To clarify my point, governments don’t have rights, they have powers. The charter grants people rights. The notwithstanding clause gives the province a power to override a charter right. Exercising that power only ever removes people’s rights. And yes, the country can become less free if rights are overridden. Nothing necessarily “balances that out.” Losing charter rights is often a very bad thing, and even if it’s necessary in a particular case, everyone should be honest -it’s a loss of rights.

Jason2357,

And simple narratives like “everybody in the SS was guilty of war crimes” are more pervasive because they’re much simpler to grasp.

Your whole wall of text seems to be a strawman based on this projection. Canadians obviously don’t believe this, or these former SS members would have been strung up by their necks decades ago. However, they should never be honoured, regardless of whether they directly participated in crimes. That membership implies being complicit in those crimes, as they would have sworn allegiance to Hitler, and would have known and understood the Nazi ideology and supported it through their military action.

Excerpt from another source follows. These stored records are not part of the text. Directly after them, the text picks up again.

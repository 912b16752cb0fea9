//! Queue names and per-state job counts.

use serde::{Deserialize, Serialize};
use std::collections::BTreeMap;
use std::fmt;
use std::str::FromStr;

use crate::error::{ModelError, ModelResult};
use crate::job::JobState;

/// Name of a queue inside a namespace.
///
/// Store keys are `:`-delimited, so a queue name must not contain `:`.
#[derive(Debug, Clone, PartialEq, Eq, Hash, PartialOrd, Ord, Serialize, Deserialize)]
#[serde(try_from = "String", into = "String")]
pub struct QueueName(String);

impl QueueName {
    pub fn parse(raw: impl Into<String>) -> ModelResult<Self> {
        let raw = raw.into();
        if raw.is_empty() || raw.contains(':') {
            return Err(ModelError::InvalidQueueName(raw));
        }
        Ok(Self(raw))
    }

    pub fn as_str(&self) -> &str {
        &self.0
    }
}

impl fmt::Display for QueueName {
    fn fmt(&self, f: &mut fmt::Formatter<'_>) -> fmt::Result {
        f.write_str(&self.0)
    }
}

impl FromStr for QueueName {
    type Err = ModelError;

    fn from_str(s: &str) -> Result<Self, Self::Err> {
        Self::parse(s)
    }
}

impl TryFrom<String> for QueueName {
    type Error = ModelError;

    fn try_from(value: String) -> Result<Self, Self::Error> {
        Self::parse(value)
    }
}

impl From<QueueName> for String {
    fn from(name: QueueName) -> Self {
        name.0
    }
}

/// Number of jobs in each state of one queue.
///
/// Every canonical state has a field, so a snapshot can never omit one.
#[derive(Debug, Clone, Copy, Default, PartialEq, Eq, Serialize, Deserialize)]
pub struct JobCounts {
    pub active: u64,
    pub waiting: u64,
    pub delayed: u64,
    pub completed: u64,
    pub failed: u64,
}

impl JobCounts {
    pub fn get(&self, state: JobState) -> u64 {
        match state {
            JobState::Active => self.active,
            JobState::Waiting => self.waiting,
            JobState::Delayed => self.delayed,
            JobState::Completed => self.completed,
            JobState::Failed => self.failed,
        }
    }

    pub fn set(&mut self, state: JobState, count: u64) {
        let slot = match state {
            JobState::Active => &mut self.active,
            JobState::Waiting => &mut self.waiting,
            JobState::Delayed => &mut self.delayed,
            JobState::Completed => &mut self.completed,
            JobState::Failed => &mut self.failed,
        };
        *slot = count;
    }

    /// Iterate `(state, count)` in canonical order.
    pub fn iter(&self) -> impl Iterator<Item = (JobState, u64)> + '_ {
        JobState::ALL.into_iter().map(|state| (state, self.get(state)))
    }

    /// Sum over all states.
    pub fn total(&self) -> u64 {
        self.iter().map(|(_, count)| count).sum()
    }
}

/// Counts for every queue whose count query succeeded.
pub type OverviewSnapshot = BTreeMap<QueueName, JobCounts>;
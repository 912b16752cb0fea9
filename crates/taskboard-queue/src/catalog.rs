//! Queue discovery.

use std::collections::BTreeSet;

use taskboard_models::QueueName;
use tracing::debug;

use crate::error::QueueResult;
use crate::inspector::QueueInspector;

impl QueueInspector {
    /// Queue names found under the namespace, sorted and deduplicated.
    ///
    /// Discovery is a single bounded scan, so on a keyspace larger than
    /// `scan_count` this is a best-effort first page rather than a full listing.
    pub async fn list_queues(&self) -> QueueResult<Vec<QueueName>> {
        let pattern = self.keys.discovery_pattern();
        let raw_keys = self
            .bounded(
                "discover_queues",
                self.scripts
                    .discover_queues(&*self.store, &pattern, 0, self.config.scan_count),
            )
            .await?;

        let names: BTreeSet<QueueName> = raw_keys
            .iter()
            .filter_map(|key| self.keys.queue_of(key))
            .filter_map(|queue| QueueName::parse(queue).ok())
            .collect();

        debug!(
            pattern = %pattern,
            keys = raw_keys.len(),
            queues = names.len(),
            "Discovered queues"
        );
        Ok(names.into_iter().collect())
    }
}

#[cfg(test)]
mod tests {
    use crate::error::ErrorKind;
    use crate::inspector::test_support::inspector;

    #[tokio::test]
    async fn test_list_queues_strips_and_dedups() {
        let (inspector, store) = inspector("ns");
        store.index_add("ns:b:wait", 1.0, "1");
        store.index_add("ns:a:wait", 1.0, "1");
        store.index_add("ns:a:active", 1.0, "2");

        let queues = inspector.list_queues().await.unwrap();
        let names: Vec<_> = queues.iter().map(|q| q.as_str()).collect();
        assert_eq!(names, ["a", "b"]);
    }

    #[tokio::test]
    async fn test_list_queues_ignores_other_namespaces() {
        let (inspector, store) = inspector("ns");
        store.index_add("ns:mail:failed", 1.0, "4");
        store.put_hash("ns:mail:4", &[("name", "send")]);
        store.index_add("other:reports:wait", 1.0, "1");

        let queues = inspector.list_queues().await.unwrap();
        assert_eq!(queues.len(), 1);
        assert_eq!(queues[0].as_str(), "mail");
    }

    #[tokio::test]
    async fn test_scan_bound_counts_keys_before_matching() {
        let (mut inspector, store) = inspector("ns");
        inspector.config.scan_count = 2;
        store.index_add("aa:x:wait", 1.0, "1");
        store.index_add("ns:a:wait", 1.0, "1");
        store.index_add("ns:b:wait", 1.0, "1");

        let queues = inspector.list_queues().await.unwrap();
        let names: Vec<_> = queues.iter().map(|q| q.as_str()).collect();
        assert_eq!(names, ["a"]);
    }

    #[tokio::test]
    async fn test_list_queues_finds_list_indexes() {
        let (inspector, store) = inspector("ns");
        store.list_push("ns:reports:wait", "1");

        let queues = inspector.list_queues().await.unwrap();
        assert_eq!(queues.len(), 1);
        assert_eq!(queues[0].as_str(), "reports");
    }

    #[tokio::test]
    async fn test_list_queues_empty_namespace() {
        let (inspector, _store) = inspector("ns");
        assert!(inspector.list_queues().await.unwrap().is_empty());
    }

    #[tokio::test]
    async fn test_list_queues_propagates_store_error() {
        let (inspector, store) = inspector("ns");
        store.fail_on("ns:*");

        let err = inspector.list_queues().await.unwrap_err();
        assert_eq!(err.kind(), ErrorKind::Store);
    }
}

If a SS fighter doesn’t have enough evidence for a conviction, they should simply live out their lives quietly and in shame for being part of something truly evil. If they were fooled in youth, and understood as they grew older, they would abhor any sort of valour or recognition. I’m not going to engage in whataboutism. There are plenty of other examples of people who should do the same thing.

Jason2357,

I went to a remembrance day ceremony in a church last year and then later found out one of the soldiers we honored was SS. The person that put his name in even made excuses like “everybody thought they were fighting the good fight” etc etc. It’s a good thing it was a posthumous honor, because if he was there I would have been on the phone.

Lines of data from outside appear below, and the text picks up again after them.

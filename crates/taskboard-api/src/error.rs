//! API error types.

use std::sync::OnceLock;

use axum::http::StatusCode;
use axum::response::{IntoResponse, Response};
use axum::Json;
use serde::Serialize;
use taskboard_models::ModelError;
use taskboard_queue::{ErrorKind, QueueError};
use thiserror::Error;
use tracing::error;

pub type ApiResult<T> = Result<T, ApiError>;

static HIDE_INTERNAL_DETAIL: OnceLock<bool> = OnceLock::new();

/// Replace internal error detail with a generic message in responses.
///
/// Only the first call takes effect.
pub fn hide_internal_detail(hide: bool) {
    let _ = HIDE_INTERNAL_DETAIL.set(hide);
}

#[derive(Debug, Error)]
pub enum ApiError {
    #[error("Not found: {0}")]
    NotFound(String),

    #[error("Bad request: {0}")]
    BadRequest(String),

    #[error(transparent)]
    Queue(#[from] QueueError),
}

impl From<ModelError> for ApiError {
    fn from(e: ModelError) -> Self {
        Self::Queue(QueueError::from(e))
    }
}

impl ApiError {
    pub fn not_found(msg: impl Into<String>) -> Self {
        Self::NotFound(msg.into())
    }

    pub fn bad_request(msg: impl Into<String>) -> Self {
        Self::BadRequest(msg.into())
    }

    pub fn status_code(&self) -> StatusCode {
        match self {
            ApiError::NotFound(_) => StatusCode::NOT_FOUND,
            ApiError::BadRequest(_) => StatusCode::BAD_REQUEST,
            ApiError::Queue(QueueError::Timeout { .. }) => StatusCode::GATEWAY_TIMEOUT,
            ApiError::Queue(e) => match e.kind() {
                ErrorKind::InvalidInput => StatusCode::BAD_REQUEST,
                ErrorKind::NotFound => StatusCode::NOT_FOUND,
                ErrorKind::Decode => StatusCode::INTERNAL_SERVER_ERROR,
                ErrorKind::Store | ErrorKind::StartupFatal => StatusCode::SERVICE_UNAVAILABLE,
            },
        }
    }

    fn is_internal(&self) -> bool {
        self.status_code().is_server_error()
    }
}

#[derive(Serialize)]
struct ErrorResponse {
    detail: String,
}

impl IntoResponse for ApiError {
    fn into_response(self) -> Response {
        let status = self.status_code();

        let detail = if self.is_internal() {
            error!(status = status.as_u16(), error = %self, "Request failed");
            if HIDE_INTERNAL_DETAIL.get().copied().unwrap_or(false) {
                "An internal error occurred".to_string()
            } else {
                self.to_string()
            }
        } else {
            self.to_string()
        };

        (status, Json(ErrorResponse { detail })).into_response()
    }
}
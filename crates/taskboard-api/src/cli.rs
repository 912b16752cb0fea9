//! Command line interface.

use std::path::PathBuf;

use clap::{Args, Parser, Subcommand};

#[derive(Debug, Parser)]
#[command(name = "taskboard", version, about = "Read-only dashboard API for Redis job queues")]
pub struct Cli {
    #[command(subcommand)]
    pub command: Option<Command>,
}

#[derive(Debug, Subcommand)]
pub enum Command {
    /// Start the HTTP API
    Serve(ServeArgs),
}

#[derive(Debug, Args)]
pub struct ServeArgs {
    /// Path to a YAML config file
    #[arg(short, long, env = "TASKBOARD_CONFIG")]
    pub config: Option<PathBuf>,

    /// Port to listen on, overriding api.port
    #[arg(short, long)]
    pub port: Option<u16>,
}
//! Fleet-wide counts.

use futures_util::future::join_all;
use taskboard_models::OverviewSnapshot;
use tracing::warn;

use crate::error::QueueResult;
use crate::inspector::{names, QueueInspector};

impl QueueInspector {
    /// Counts for every discovered queue.
    ///
    /// Failing to list queues fails the call. A queue whose count fails is
    /// logged and left out, the rest are still returned. Each queue is read
    /// independently, so the snapshot is not consistent across queues.
    pub async fn overview(&self) -> QueueResult<OverviewSnapshot> {
        let queues = self.list_queues().await?;

        let results = join_all(queues.into_iter().map(|queue| async move {
            let counts = self.count_job_states(&queue).await;
            (queue, counts)
        }))
        .await;

        let mut snapshot = OverviewSnapshot::new();
        for (queue, counts) in results {
            match counts {
                Ok(counts) => {
                    snapshot.insert(queue, counts);
                }
                Err(e) => {
                    warn!(queue = %queue, error = %e, "Leaving queue out of overview");
                    metrics::counter!(names::COUNT_FAILURES_TOTAL, "queue" => queue.to_string())
                        .increment(1);
                }
            }
        }
        Ok(snapshot)
    }
}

There are a lot of people who are still unsure about whether the Nazis were really evil, or just on the other side of a bad war, and trying to erase, or whitewash their relatives crimes. It isn’t a partisan thing either, as the church group is very much not Liberal leaning.

Jason2357,

I’m just asking questions…

A person can choose to learn by repeating lies on social media so they can be “dog-piled” and have their statements picked apart, or they can google “what trans healthcare can minors access in Canada?” If they choose the former, they probably have thick skin by now.

Jason2357,

If your criteria are that a medical treatment is absolutely 100% safe and can be reversed as if absolutely no intervention was completed, then well, yeah, we shouldn’t have Tylenol. Medicine is ALWAYS about balancing risks, and trying to make sure things are the least invasive option. It’s done every day, in every Drs office.

Concern trolling about this particular case while spreading misinformation is in fact being “against” those particular people. Let them work out the safest option with their doctor in peace, like you would be able to do with your own health concerns. For all practical purposes, puberty blockers are relatively safe and reversible.

Jason2357,

Actually, I directly suggested they were misinformed and not malicious, rather than implying anything. Since then, they confirmed their intent by moving the goalposts away from their clearly disprovable point, rather than acknowledging that they might have been misinformed by an irresponsible source.

I’ve thought about this issue plenty, thank you for implying that I’m acting thoughtlessly.